18 months before Covid shut down movie theatres I posted one of my melancholy “woe is us” pieces, titled “How Degraded Thou Art.” I have to fly in a few hours so there’s no time to settle in and write a big essay. But right now most of us feel pretty good about Covid fading away (despite Kimmel and Colbert‘s infection) and exhibition gradually coming back to life….right?
But once the old patterns settle in and we all get back to normal, it’ll probably be 2018 all over again…right? Or has something changed?
Some kind of technical glitch prevented comments on this essay in November 2018 so here goes again…

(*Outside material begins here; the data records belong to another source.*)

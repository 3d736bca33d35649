//! Builtin functions.
//!
//! Each builtin receives the caller's environment and owns its argument
//! vector. It validates its own arity and argument kinds and reports
//! violations as error values; anything it does not fold into its result is
//! dropped on return, including on the error path.

use crate::environment::Environment;
use crate::errors::{
    binding_count_mismatch, division_by_zero, empty_list, wrong_arg_count, wrong_arg_type,
    wrong_element_type, EvalError,
};
use crate::eval::eval;
use crate::value::{Value, ValueKind};

type BuiltinResult = Result<Value, EvalError>;

/// Native primitive. Identity-comparable and `Copy`: duplicating a builtin
/// value only duplicates this tag.
#[derive(Copy, Clone, Debug, PartialEq, Eq, Hash)]
pub enum Builtin {
    // List operations
    List,
    Head,
    Tail,
    Eval,
    Join,

    // Arithmetic
    Add,
    Sub,
    Mul,
    Div,

    // Binding
    Def,
    Put,
    Fun,

    // Comparison
    Gt,
    Lt,
    Ge,
    Le,
    Eq,
    Ne,

    // Control
    If,
}

impl Builtin {
    /// Every builtin, in registration order.
    pub const ALL: [Builtin; 19] = [
        Builtin::List,
        Builtin::Head,
        Builtin::Tail,
        Builtin::Eval,
        Builtin::Join,
        Builtin::Add,
        Builtin::Sub,
        Builtin::Mul,
        Builtin::Div,
        Builtin::Def,
        Builtin::Put,
        Builtin::Fun,
        Builtin::Gt,
        Builtin::Lt,
        Builtin::Ge,
        Builtin::Le,
        Builtin::Eq,
        Builtin::Ne,
        Builtin::If,
    ];

    /// Symbol the builtin is bound to in the global environment.
    pub fn name(self) -> &'static str {
        match self {
            Builtin::List => "list",
            Builtin::Head => "head",
            Builtin::Tail => "tail",
            Builtin::Eval => "eval",
            Builtin::Join => "join",
            Builtin::Add => "+",
            Builtin::Sub => "-",
            Builtin::Mul => "*",
            Builtin::Div => "/",
            Builtin::Def => "def",
            Builtin::Put => "=",
            Builtin::Fun => "fun",
            Builtin::Gt => ">",
            Builtin::Lt => "<",
            Builtin::Ge => ">=",
            Builtin::Le => "<=",
            Builtin::Eq => "==",
            Builtin::Ne => "!=",
            Builtin::If => "if",
        }
    }

    pub fn from_name(name: &str) -> Option<Self> {
        Builtin::ALL.into_iter().find(|b| b.name() == name)
    }

    /// Apply the builtin to an owned argument sequence.
    pub fn call(self, env: &Environment, args: Vec<Value>) -> Value {
        let name = self.name();
        let result = match self {
            Builtin::List => Ok(Value::list(args)),
            Builtin::Head => head(args),
            Builtin::Tail => tail(args),
            Builtin::Eval => eval_list(env, args),
            Builtin::Join => join(args),
            Builtin::Add | Builtin::Sub | Builtin::Mul | Builtin::Div => {
                arithmetic(self, args)
            }
            Builtin::Def => bind(name, args, |sym, value| env.define_global(sym, value)),
            Builtin::Put => bind(name, args, |sym, value| env.define_local(sym, value)),
            Builtin::Fun => lambda(args),
            Builtin::Gt | Builtin::Lt | Builtin::Ge | Builtin::Le => compare(self, args),
            Builtin::Eq => equality(name, args, true),
            Builtin::Ne => equality(name, args, false),
            Builtin::If => if_then_else(env, args),
        };
        result.unwrap_or_else(Value::Error)
    }
}

/// Bind every builtin in the global frame reachable from `env`.
pub fn register_builtins(env: &Environment) {
    for builtin in Builtin::ALL {
        env.define_global(builtin.name(), Value::builtin(builtin));
    }
    tracing::debug!(count = Builtin::ALL.len(), "registered builtins");
}

// Argument checks

fn expect_count(func: &'static str, args: &[Value], expected: usize) -> Result<(), EvalError> {
    if args.len() == expected {
        Ok(())
    } else {
        Err(wrong_arg_count(func, expected, args.len()))
    }
}

fn expect_list(func: &'static str, index: usize, value: Value) -> Result<Vec<Value>, EvalError> {
    match value {
        Value::List(items) => Ok(items.into_vec()),
        other => Err(wrong_arg_type(func, index, ValueKind::List, other.kind())),
    }
}

fn expect_number(func: &'static str, index: usize, value: &Value) -> Result<i64, EvalError> {
    value
        .as_number()
        .ok_or_else(|| wrong_arg_type(func, index, ValueKind::Number, value.kind()))
}

/// Symbol names of a `{a b c}` list passed as argument `index`, in order.
fn expect_symbols(
    func: &'static str,
    index: usize,
    items: &[Value],
) -> Result<Vec<String>, EvalError> {
    items
        .iter()
        .enumerate()
        .map(|(element, item)| {
            item.as_symbol().map(str::to_owned).ok_or_else(|| {
                wrong_element_type(func, index, element, ValueKind::Symbol, item.kind())
            })
        })
        .collect()
}

/// Take the single argument of a one-argument builtin.
fn single(func: &'static str, args: Vec<Value>) -> Result<Value, EvalError> {
    expect_count(func, &args, 1)?;
    args.into_iter()
        .next()
        .ok_or_else(|| wrong_arg_count(func, 1, 0))
}

// List operations

fn head(args: Vec<Value>) -> BuiltinResult {
    let mut items = expect_list("head", 0, single("head", args)?)?;
    if items.is_empty() {
        return Err(empty_list("head", 0));
    }
    items.truncate(1);
    Ok(Value::list(items))
}

fn tail(args: Vec<Value>) -> BuiltinResult {
    let mut items = expect_list("tail", 0, single("tail", args)?)?;
    if items.is_empty() {
        return Err(empty_list("tail", 0));
    }
    items.remove(0);
    Ok(Value::list(items))
}

fn eval_list(env: &Environment, args: Vec<Value>) -> BuiltinResult {
    let items = expect_list("eval", 0, single("eval", args)?)?;
    Ok(eval(env, Value::group(items)))
}

fn join(args: Vec<Value>) -> BuiltinResult {
    if let Some((index, bad)) = args.iter().enumerate().find(|(_, v)| !matches!(v, Value::List(_))) {
        return Err(wrong_arg_type("join", index, ValueKind::List, bad.kind()));
    }
    let mut joined = Vec::new();
    for (index, arg) in args.into_iter().enumerate() {
        joined.extend(expect_list("join", index, arg)?);
    }
    Ok(Value::list(joined))
}

// Arithmetic

fn arithmetic(op: Builtin, args: Vec<Value>) -> BuiltinResult {
    let func = op.name();
    let numbers = args
        .iter()
        .enumerate()
        .map(|(index, arg)| expect_number(func, index, arg))
        .collect::<Result<Vec<i64>, _>>()?;

    let Some((&first, rest)) = numbers.split_first() else {
        return Err(wrong_arg_count(func, 1, 0));
    };

    if op == Builtin::Sub && rest.is_empty() {
        return Ok(Value::Number(first.wrapping_neg()));
    }

    let mut acc = first;
    for &y in rest {
        acc = match op {
            Builtin::Add => acc.wrapping_add(y),
            Builtin::Sub => acc.wrapping_sub(y),
            Builtin::Mul => acc.wrapping_mul(y),
            _ => {
                if y == 0 {
                    return Err(division_by_zero());
                }
                acc.wrapping_div(y)
            }
        };
    }
    Ok(Value::Number(acc))
}

// Binding

/// Shared body of `def` and `=`: `{names...}` followed by one value per name.
fn bind(
    func: &'static str,
    args: Vec<Value>,
    mut define: impl FnMut(String, Value),
) -> BuiltinResult {
    let mut args = args.into_iter();
    let Some(first) = args.next() else {
        return Err(wrong_arg_count(func, 1, 0));
    };
    let names = expect_symbols(func, 0, &expect_list(func, 0, first)?)?;
    let values: Vec<Value> = args.collect();
    if names.len() != values.len() {
        return Err(binding_count_mismatch(func, names.len(), values.len()));
    }
    for (name, value) in names.into_iter().zip(values) {
        define(name, value);
    }
    Ok(Value::unit())
}

fn lambda(args: Vec<Value>) -> BuiltinResult {
    expect_count("fun", &args, 2)?;
    let mut args = args.into_iter();
    let (Some(formals), Some(body)) = (args.next(), args.next()) else {
        return Err(wrong_arg_count("fun", 2, 0));
    };
    let formals = expect_list("fun", 0, formals)?;
    let body = expect_list("fun", 1, body)?;
    let formals = expect_symbols("fun", 0, &formals)?;
    Ok(Value::lambda(formals, body))
}

// Comparison

fn compare(op: Builtin, args: Vec<Value>) -> BuiltinResult {
    let func = op.name();
    expect_count(func, &args, 2)?;
    let a = expect_number(func, 0, &args[0])?;
    let b = expect_number(func, 1, &args[1])?;
    let result = match op {
        Builtin::Gt => a > b,
        Builtin::Lt => a < b,
        Builtin::Ge => a >= b,
        _ => a <= b,
    };
    Ok(Value::boolean(result))
}

fn equality(func: &'static str, args: Vec<Value>, want_equal: bool) -> BuiltinResult {
    expect_count(func, &args, 2)?;
    Ok(Value::boolean((args[0] == args[1]) == want_equal))
}

// Control

fn if_then_else(env: &Environment, args: Vec<Value>) -> BuiltinResult {
    expect_count("if", &args, 3)?;
    let mut args = args.into_iter();
    let (Some(cond), Some(then), Some(otherwise)) = (args.next(), args.next(), args.next()) else {
        return Err(wrong_arg_count("if", 3, 0));
    };
    let cond = expect_number("if", 0, &cond)?;
    let then = expect_list("if", 1, then)?;
    let otherwise = expect_list("if", 2, otherwise)?;
    let branch = if cond == 0 { otherwise } else { then };
    Ok(eval(env, Value::group(branch)))
}
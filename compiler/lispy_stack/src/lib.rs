//! Stack growth for deeply nested expressions.
//!
//! Lispy's parser, reader and evaluator are all plain recursive descents over
//! the expression tree. A source line such as `((((((... 1 ...))))))` nests
//! one native frame per level, so every recursive entry point wraps itself in
//! [`ensure_sufficient_stack`].
//!
//! Native targets grow the stack through `stacker`. On `wasm32` the guard is
//! a passthrough.

/// Grow the stack once less than this much remains (100 KiB).
const RED_ZONE: usize = 100 * 1024;

/// Size of each newly allocated stack segment (1 MiB).
const SEGMENT_SIZE: usize = 1024 * 1024;

/// Run `f`, first growing the stack if the red zone has been reached.
#[inline]
#[cfg(not(target_arch = "wasm32"))]
pub fn ensure_sufficient_stack<R>(f: impl FnOnce() -> R) -> R {
    stacker::maybe_grow(RED_ZONE, SEGMENT_SIZE, f)
}

/// Run `f` directly; wasm manages its own stack.
#[inline]
#[cfg(target_arch = "wasm32")]
pub fn ensure_sufficient_stack<R>(f: impl FnOnce() -> R) -> R {
    f()
}

#[cfg(test)]
mod tests;
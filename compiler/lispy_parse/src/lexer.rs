//! Tokenizer.
//!
//! Works on bytes: every token-forming character is ASCII, so byte offsets
//! double as char boundaries everywhere except inside comments, which are
//! skipped wholesale with `memchr`.

use lispy_ir::Span;

use crate::ParseError;

/// Token kinds. Literal text is recovered from the source by span.
#[derive(Copy, Clone, Debug, PartialEq, Eq, Hash)]
pub enum TokenKind {
    LParen,
    RParen,
    LBrace,
    RBrace,
    Number,
    Symbol,
    Eof,
}

#[derive(Copy, Clone, Debug, PartialEq, Eq)]
pub struct Token {
    pub kind: TokenKind,
    pub span: Span,
}

impl Token {
    /// Source text covered by this token.
    #[inline]
    pub fn text<'a>(&self, source: &'a str) -> &'a str {
        &source[self.span.to_range()]
    }
}

/// Bytes that may appear in a symbol.
#[inline]
fn is_symbol_byte(b: u8) -> bool {
    b.is_ascii_alphanumeric()
        || matches!(
            b,
            b'_' | b'+' | b'-' | b'*' | b'/' | b'\\' | b'=' | b'<' | b'>' | b'!' | b'&'
        )
}

struct Lexer<'a> {
    source: &'a str,
    bytes: &'a [u8],
    pos: usize,
}

impl<'a> Lexer<'a> {
    fn new(source: &'a str) -> Self {
        Lexer {
            source,
            bytes: source.as_bytes(),
            pos: 0,
        }
    }

    #[inline]
    fn peek(&self) -> Option<u8> {
        self.bytes.get(self.pos).copied()
    }

    #[inline]
    fn peek_at(&self, offset: usize) -> Option<u8> {
        self.bytes.get(self.pos + offset).copied()
    }

    fn span_from(&self, start: usize) -> Result<Span, ParseError> {
        Ok(Span::try_from_range(start..self.pos)?)
    }

    /// Skip whitespace and `;` comments.
    fn skip_trivia(&mut self) {
        while let Some(b) = self.peek() {
            if b.is_ascii_whitespace() {
                self.pos += 1;
            } else if b == b';' {
                self.pos = match memchr::memchr(b'\n', &self.bytes[self.pos..]) {
                    Some(offset) => self.pos + offset + 1,
                    None => self.bytes.len(),
                };
            } else {
                break;
            }
        }
    }

    fn eat_while(&mut self, pred: impl Fn(u8) -> bool) {
        while self.peek().is_some_and(&pred) {
            self.pos += 1;
        }
    }

    fn next_token(&mut self) -> Result<Token, ParseError> {
        self.skip_trivia();
        let start = self.pos;

        let Some(b) = self.peek() else {
            return Ok(Token {
                kind: TokenKind::Eof,
                span: self.span_from(start)?,
            });
        };

        let kind = match b {
            b'(' => {
                self.pos += 1;
                TokenKind::LParen
            }
            b')' => {
                self.pos += 1;
                TokenKind::RParen
            }
            b'{' => {
                self.pos += 1;
                TokenKind::LBrace
            }
            b'}' => {
                self.pos += 1;
                TokenKind::RBrace
            }
            b'0'..=b'9' => {
                self.eat_while(|b| b.is_ascii_digit());
                TokenKind::Number
            }
            b'-' if self.peek_at(1).is_some_and(|b| b.is_ascii_digit()) => {
                self.pos += 1;
                self.eat_while(|b| b.is_ascii_digit());
                TokenKind::Number
            }
            b if is_symbol_byte(b) => {
                self.eat_while(is_symbol_byte);
                TokenKind::Symbol
            }
            _ => {
                let ch = self.source[start..].chars().next().unwrap_or('\u{FFFD}');
                self.pos += ch.len_utf8();
                return Err(ParseError::UnexpectedChar {
                    ch,
                    span: self.span_from(start)?,
                });
            }
        };

        Ok(Token {
            kind,
            span: self.span_from(start)?,
        })
    }
}

/// Tokenize `source`. The returned stream always ends with an `Eof` token.
pub fn lex(source: &str) -> Result<Vec<Token>, ParseError> {
    let mut lexer = Lexer::new(source);
    let mut tokens = Vec::new();
    loop {
        let token = lexer.next_token()?;
        tokens.push(token);
        if token.kind == TokenKind::Eof {
            tracing::trace!(count = tokens.len(), "lexed");
            return Ok(tokens);
        }
    }
}

#[cfg(test)]
mod tests;
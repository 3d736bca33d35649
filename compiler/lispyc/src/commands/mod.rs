//! Command handlers for the `lispy` binary.
//!
//! Each submodule implements one command. Shared helpers live here.

mod eval;
mod repl;
mod run;

pub use eval::{eval_expr, eval_source};
pub use repl::{banner, eval_line, run_repl, PROMPT};
pub use run::{run_file, run_source};

use std::io::Write;

use lispy_parse::{ParseError, SyntaxNode};

use crate::report::write_parse_error;
use crate::CliError;

/// Read a source file, attaching the path to any I/O error.
pub(crate) fn read_file(path: &str) -> Result<String, CliError> {
    std::fs::read_to_string(path).map_err(|source| CliError::Read {
        path: path.to_string(),
        source,
    })
}

/// Parse `source`, writing a report to `err` on failure.
pub(crate) fn parse_or_report(
    name: &str,
    source: &str,
    err: &mut impl Write,
) -> Result<SyntaxNode, CliError> {
    lispy_parse::parse(source).or_else(|error: ParseError| {
        write_parse_error(name, source, &error, &mut *err)?;
        Err(CliError::Parse {
            name: name.to_string(),
            error,
        })
    })
}
//! The `run` command: evaluate a source file form by form.

use std::io::Write;

use lispy_eval::Interpreter;

use super::{parse_or_report, read_file};
use crate::CliError;

/// Run the file at `path` in a fresh interpreter.
pub fn run_file(path: &str) -> Result<(), CliError> {
    let source = read_file(path)?;
    let interp = Interpreter::new();
    let stdout = std::io::stdout();
    let stderr = std::io::stderr();
    run_source(&interp, path, &source, &mut stdout.lock(), &mut stderr.lock())
}

/// Evaluate every top-level form of `source` in order against `interp`.
///
/// Only error results are printed (to `out`); other results are discarded.
/// Nothing is evaluated if the file does not parse.
pub fn run_source(
    interp: &Interpreter,
    name: &str,
    source: &str,
    out: &mut impl Write,
    err: &mut impl Write,
) -> Result<(), CliError> {
    let root = parse_or_report(name, source, err)?;
    tracing::debug!(file = name, forms = root.children().len(), "running file");

    for result in interp.eval_each(&root) {
        if result.is_error() {
            writeln!(out, "{result}")?;
        }
    }
    Ok(())
}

Late November is a good time to catch films in cinemas, of course, but otherwise the megaplex experience is generally a must-to-avoid, or at the very least a touch-and-go thing. Mainstream movies have been declining for many decades, and always because of stupid audiences.
In the early ’50s Manny Fatber wrote an influential essay called “Blame the Audience,” although if you consider what was playing in Manhattan in the late summer of 1953 it’s hard to understand what he was on about.
In 1964, Pauline Kael asked “Are the Movies Going to Pieces?” in The Atlantic Monthly, claiming that “the younger generation’s embrace of crudely made films and the intelligentsia’s fondness for intentionally confusing ones was responsible for Hollywood’s decline.”
On 1.21.72, right in the middle of the grandest, funkiest and most fabled era of auteurist glory, Dick Cavett asked four directors — Robert Altman, Mel Brooks, Peter Bogdanovich and Frank Capra — if Hollywood was dead. He didn’t mean L.A.-centric filmmaking but the big-studio system that reigned from the ’20s through the ’50s. He was also observing that corporations and corporate-think had taken over from old-school moguls like Harry Cohn, Daryl F. Zanuck and Louis B. Mayer.
On 6.23.80 Kael published her famous New Yorker broadside — “Why Are Movies So Bad or, The Numbers” — about the increasing corporate influence upon Hollywood filmmaking culture.
I first began to sense the onset of megaplex theme-park cinema and the general loss of the spiritual in the early ’90s…a general feeling of alienation from the concept of theatres-as-churches and a gradual slide into the swamp.